Esto explica por qué la mayor parte del comercio actual involucra a más de dos países. En un informe publicado en junio, la Organización para la Cooperación y el Desarrollo Económicos (OCDE) afirmó que las cadenas de suministro globales representan actualmente cerca del 70% del comercio internacional, ya que los servicios, las materias primas, las piezas y los componentes cruzan fronteras, a menudo varias veces. Esto teje una compleja red donde los productos se diseñan en un país, se obtienen componentes de varios otros, se fabrican en un lugar diferente, se ensamblan en otro más y se prueban en un tercero.
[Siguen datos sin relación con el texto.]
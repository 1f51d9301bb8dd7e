#![allow(clippy::unwrap_used, clippy::expect_used, dead_code)]

//! Entities, schema and seed data shared by the `SQLite` integration tests.

use std::sync::Arc;

use modkit_filter::{
    Capability, FieldAccess, FilterDefinition, FilterRegistry, FilterableEntity, Operand,
    ParamDecl, Predicate, Value, ValueKind, fields,
};
use modkit_filter_db::{FilterableColumns, FilteredConn};
use sea_orm::{ConnectionTrait, Database, DatabaseConnection, EntityTrait, Set};
use uuid::Uuid;

pub mod person {
    use sea_orm::entity::prelude::*;

    #[derive(Debug, Clone, PartialEq, Eq, DeriveEntityModel)]
    #[sea_orm(table_name = "people")]
    pub struct Model {
        #[sea_orm(primary_key, auto_increment = false)]
        pub id: i64,
        pub tenant_id: Uuid,
        pub name: String,
        pub is_deleted: bool,
    }

    #[derive(Copy, Clone, Debug, EnumIter, DeriveRelation)]
    pub enum Relation {
        #[sea_orm(has_many = "super::pet::Entity")]
        Pet,
    }

    impl Related<super::pet::Entity> for Entity {
        fn to() -> RelationDef {
            Relation::Pet.def()
        }
    }

    impl ActiveModelBehavior for ActiveModel {}
}

pub mod pet {
    use sea_orm::entity::prelude::*;

    #[derive(Debug, Clone, PartialEq, Eq, DeriveEntityModel)]
    #[sea_orm(table_name = "pets")]
    pub struct Model {
        #[sea_orm(primary_key, auto_increment = false)]
        pub id: i64,
        pub person_id: i64,
        pub name: String,
        pub is_deleted: bool,
    }

    #[derive(Copy, Clone, Debug, EnumIter, DeriveRelation)]
    pub enum Relation {
        #[sea_orm(
            belongs_to = "super::person::Entity",
            from = "Column::PersonId",
            to = "super::person::Column::Id"
        )]
        Person,
    }

    impl Related<super::person::Entity> for Entity {
        fn to() -> RelationDef {
            Relation::Person.def()
        }
    }

    impl ActiveModelBehavior for ActiveModel {}
}

pub mod setting {
    use sea_orm::entity::prelude::*;

    #[derive(Debug, Clone, PartialEq, Eq, DeriveEntityModel)]
    #[sea_orm(table_name = "settings")]
    pub struct Model {
        #[sea_orm(primary_key, auto_increment = false)]
        pub id: i64,
        pub tenant_id: Option<Uuid>,
        pub name: String,
    }

    #[derive(Copy, Clone, Debug, EnumIter, DeriveRelation)]
    pub enum Relation {}

    impl ActiveModelBehavior for ActiveModel {}
}

pub mod shop {
    use sea_orm::entity::prelude::*;

    #[derive(Debug, Clone, PartialEq, Eq, DeriveEntityModel)]
    #[sea_orm(table_name = "shops")]
    pub struct Model {
        #[sea_orm(primary_key, auto_increment = false)]
        pub id: i64,
        pub region: String,
        pub name: String,
    }

    #[derive(Copy, Clone, Debug, EnumIter, DeriveRelation)]
    pub enum Relation {}

    impl ActiveModelBehavior for ActiveModel {}
}

pub mod audit {
    use sea_orm::entity::prelude::*;

    #[derive(Debug, Clone, PartialEq, Eq, DeriveEntityModel)]
    #[sea_orm(table_name = "audit_log")]
    pub struct Model {
        #[sea_orm(primary_key, auto_increment = false)]
        pub id: i64,
        pub message: String,
    }

    #[derive(Copy, Clone, Debug, EnumIter, DeriveRelation)]
    pub enum Relation {}

    impl ActiveModelBehavior for ActiveModel {}
}

impl FilterableEntity for person::Entity {
    const NAME: &'static str = "person";
    const CAPABILITIES: &'static [Capability] =
        &[Capability::SOFT_DELETABLE, Capability::TENANT_BOUND];
}

impl FilterableColumns for person::Entity {
    fn column(field: &str) -> Option<Self::Column> {
        match field {
            fields::IS_DELETED => Some(person::Column::IsDeleted),
            fields::TENANT_ID => Some(person::Column::TenantId),
            _ => None,
        }
    }

    fn id_col() -> Option<Self::Column> {
        Some(person::Column::Id)
    }
}

impl FilterableEntity for pet::Entity {
    const NAME: &'static str = "pet";
    const CAPABILITIES: &'static [Capability] = &[Capability::SOFT_DELETABLE];
}

impl FilterableColumns for pet::Entity {
    fn column(field: &str) -> Option<Self::Column> {
        match field {
            fields::IS_DELETED => Some(pet::Column::IsDeleted),
            _ => None,
        }
    }

    fn id_col() -> Option<Self::Column> {
        Some(pet::Column::Id)
    }
}

impl FilterableEntity for setting::Entity {
    const NAME: &'static str = "setting";
    const CAPABILITIES: &'static [Capability] = &[Capability::TENANT_OPTIONAL];
}

impl FilterableColumns for setting::Entity {
    fn column(field: &str) -> Option<Self::Column> {
        match field {
            fields::TENANT_ID => Some(setting::Column::TenantId),
            _ => None,
        }
    }

    fn id_col() -> Option<Self::Column> {
        Some(setting::Column::Id)
    }
}

impl FilterableEntity for setting::Model {
    const NAME: &'static str = "setting";
    const CAPABILITIES: &'static [Capability] = &[Capability::TENANT_OPTIONAL];
}

impl FieldAccess for setting::Model {
    fn field(&self, name: &str) -> Option<Value> {
        match name {
            fields::TENANT_ID => Some(Value::from(self.tenant_id)),
            _ => None,
        }
    }
}

pub const REGIONAL: Capability = Capability::new("regional");
pub const REGION: &str = "Region";

/// Keeps rows of the region bound to the `region` parameter, `"eu"` by default.
pub fn region_filter() -> FilterDefinition {
    FilterDefinition::new(
        REGION,
        REGIONAL,
        Predicate::field_eq("region", Operand::param("region")),
    )
    .with_param(ParamDecl::new("region", ValueKind::String, "eu"))
}

impl FilterableEntity for shop::Entity {
    const NAME: &'static str = "shop";
    const CAPABILITIES: &'static [Capability] = &[REGIONAL];
}

impl FilterableColumns for shop::Entity {
    fn column(field: &str) -> Option<Self::Column> {
        match field {
            "region" => Some(shop::Column::Region),
            _ => None,
        }
    }

    fn id_col() -> Option<Self::Column> {
        Some(shop::Column::Id)
    }
}

impl FilterableEntity for audit::Entity {
    const NAME: &'static str = "audit";
    const CAPABILITIES: &'static [Capability] = &[];
}

impl FilterableColumns for audit::Entity {
    fn column(_field: &str) -> Option<Self::Column> {
        None
    }

    fn id_col() -> Option<Self::Column> {
        Some(audit::Column::Id)
    }
}

pub const SEVEN: Uuid = Uuid::from_u128(7);
pub const EIGHT: Uuid = Uuid::from_u128(8);

/// In-memory database with the schema created and the fixture rows inserted.
///
/// People: 1 (7), 2 (7, deleted), 3 (7), 4 (8), 5 (8, deleted).
/// Pets: 10 and 11 (deleted) belong to person 1, 12 to person 4.
/// Settings: 20 (host-owned), 21 (7), 22 (8).
/// Shops: 40 and 42 in "eu", 41 in "us".
pub async fn seeded_db() -> DatabaseConnection {
    let db = Database::connect("sqlite::memory:")
        .await
        .expect("Failed to connect to in-memory database");
    create_schema(&db).await;

    for (id, tenant_id, name, is_deleted) in [
        (1, SEVEN, "alice", false),
        (2, SEVEN, "bob", true),
        (3, SEVEN, "carol", false),
        (4, EIGHT, "dave", false),
        (5, EIGHT, "erin", true),
    ] {
        person::Entity::insert(person::ActiveModel {
            id: Set(id),
            tenant_id: Set(tenant_id),
            name: Set(name.to_owned()),
            is_deleted: Set(is_deleted),
        })
        .exec(&db)
        .await
        .expect("Failed to seed person");
    }

    for (id, person_id, name, is_deleted) in [
        (10, 1, "rex", false),
        (11, 1, "tom", true),
        (12, 4, "kit", false),
    ] {
        pet::Entity::insert(pet::ActiveModel {
            id: Set(id),
            person_id: Set(person_id),
            name: Set(name.to_owned()),
            is_deleted: Set(is_deleted),
        })
        .exec(&db)
        .await
        .expect("Failed to seed pet");
    }

    for (id, tenant_id, name) in [
        (20, None, "theme"),
        (21, Some(SEVEN), "locale"),
        (22, Some(EIGHT), "currency"),
    ] {
        setting::Entity::insert(setting::ActiveModel {
            id: Set(id),
            tenant_id: Set(tenant_id),
            name: Set(name.to_owned()),
        })
        .exec(&db)
        .await
        .expect("Failed to seed setting");
    }

    for (id, region, name) in [
        (40, "eu", "lisbon"),
        (41, "us", "austin"),
        (42, "eu", "oslo"),
    ] {
        shop::Entity::insert(shop::ActiveModel {
            id: Set(id),
            region: Set(region.to_owned()),
            name: Set(name.to_owned()),
        })
        .exec(&db)
        .await
        .expect("Failed to seed shop");
    }

    audit::Entity::insert(audit::ActiveModel {
        id: Set(30),
        message: Set("created".to_owned()),
    })
    .exec(&db)
    .await
    .expect("Failed to seed audit log");

    db
}

async fn create_schema(db: &DatabaseConnection) {
    for ddl in [
        "CREATE TABLE people (
            id INTEGER PRIMARY KEY NOT NULL,
            tenant_id TEXT NOT NULL,
            name TEXT NOT NULL,
            is_deleted BOOLEAN NOT NULL DEFAULT FALSE
        )",
        "CREATE TABLE pets (
            id INTEGER PRIMARY KEY NOT NULL,
            person_id INTEGER NOT NULL REFERENCES people(id),
            name TEXT NOT NULL,
            is_deleted BOOLEAN NOT NULL DEFAULT FALSE
        )",
        "CREATE TABLE settings (
            id INTEGER PRIMARY KEY NOT NULL,
            tenant_id TEXT NULL,
            name TEXT NOT NULL
        )",
        "CREATE TABLE shops (
            id INTEGER PRIMARY KEY NOT NULL,
            region TEXT NOT NULL,
            name TEXT NOT NULL
        )",
        "CREATE TABLE audit_log (
            id INTEGER PRIMARY KEY NOT NULL,
            message TEXT NOT NULL
        )",
    ] {
        db.execute_unprepared(ddl)
            .await
            .expect("Failed to create schema");
    }
}

pub async fn filtered_conn() -> FilteredConn {
    FilteredConn::new(seeded_db().await, registry())
}

pub fn ids<M>(rows: &[M], id: impl Fn(&M) -> i64) -> Vec<i64> {
    let mut out: Vec<i64> = rows.iter().map(id).collect();
    out.sort_unstable();
    out
}

pub fn registry() -> Arc<FilterRegistry> {
    FilterRegistry::with_builtins().unwrap().into_shared()
}
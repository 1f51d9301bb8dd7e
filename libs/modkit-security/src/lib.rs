#![cfg_attr(coverage_nightly, feature(coverage_attribute))]
//! Session primitives consumed by the data-filter engine.
//!
//! The engine never looks at who the caller is directly. It asks a
//! [`SessionProvider`] for the current tenant and whether the actor is a
//! host (cross-tenant) actor, and seeds per-unit-of-work filter state from
//! those two facts.

pub mod context;
pub mod session;

pub use context::{ROOT_SUBJECT_ID, SecurityContext, SecurityContextBuilder};
pub use session::{SessionProvider, TenantId};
Smith identificó la división del trabajo como un gran impulsor de la productividad: se pueden fabricar más piezas con menos trabajadores si se divide el trabajo correctamente. «Eso fue genial», me comentó Beinhocker en una columna en febrero. Pero hoy, en el Policeno, «el motor más potente es la división del conocimiento».
Cuando se comparten conocimientos y capacidades, podemos crear productos complejos que resuelven problemas complejos de forma más económica y rápida que cualquier país por sí solo.
Piense en el chip de su teléfono inteligente. Fue concebido en California, diseñado con software estadounidense y europeo, fabricado en Taiwán con máquinas de litografía holandesas e innovaciones en ciencia de materiales de Japón y Silicon Valley, ensamblado en China y distribuido mediante una red logística global.
Siempre me río al recordar lo que Don Rosenberg, ex asesor jurídico de Qualcomm, me contó sobre la relación de Qualcomm con el gigante tecnológico chino Huawei, porque resume a la perfección el mundo polieconómico actual: «Huawei es nuestro cliente, nuestro licenciatario, nuestro competidor, nuestro referente común en materia de estándares, ¡y nos estamos demandando mutuamente!».
El mundo, en su mejor versión, ya no se rige por la ecuación «mi producto terminado por el tuyo». Se rige por redes de colaboración del siglo XXI basadas en la confianza, no en la intimidación.